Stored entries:
---

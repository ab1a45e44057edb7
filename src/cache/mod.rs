//! Local response cache used for read-through fetching and offline support.
//!
//! This module provides:
//! - Resource keys derived from the resolved URL, so equivalent references share one entry
//! - A storage trait with SQLite and in-memory backends
//! - Time-based expiry decided by the store itself
//! - Metadata telling callers whether data came from the network or cache

mod key;
mod memory;
mod source;
mod storage;

pub use key::ResourceKey;
pub use memory::MemoryStore;
pub use source::{FetchSource, Fetched};
pub use storage::{CacheStore, CachedEntry, SqliteStore};
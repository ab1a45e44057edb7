//! JSON REST client built on the cache, connectivity and transport layers.

mod builder;
mod client;

pub use builder::RestClientBuilder;
pub use client::{RestClient, DEFAULT_CACHE_HOURS};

---

Task item: Repeat the data in full. Nothing may be dropped or altered.

Your solution:
repository ab1a45e44057edb7
filename src/cache/mod.rs
//! Local response cache used for read-through fetching and offline support.
//!
//! This module provides:
//! - Resource keys derived from the resolved URL, so equivalent references share one entry
//! - A storage trait with SQLite and in-memory backends
//! - Time-based expiry decided by the store itself
//! - Metadata telling callers whether data came from the network or cache

mod key;
mod memory;
mod source;
mod storage;

pub use key::ResourceKey;
pub use memory::MemoryStore;
pub use source::{FetchSource, Fetched};
pub use storage::{CacheStore, CachedEntry, SqliteStore};
repository ab1a45e44057edb7
//! JSON REST client built on the cache, connectivity and transport layers.

mod builder;
mod client;

pub use builder::RestClientBuilder;
pub use client::{RestClient, DEFAULT_CACHE_HOURS};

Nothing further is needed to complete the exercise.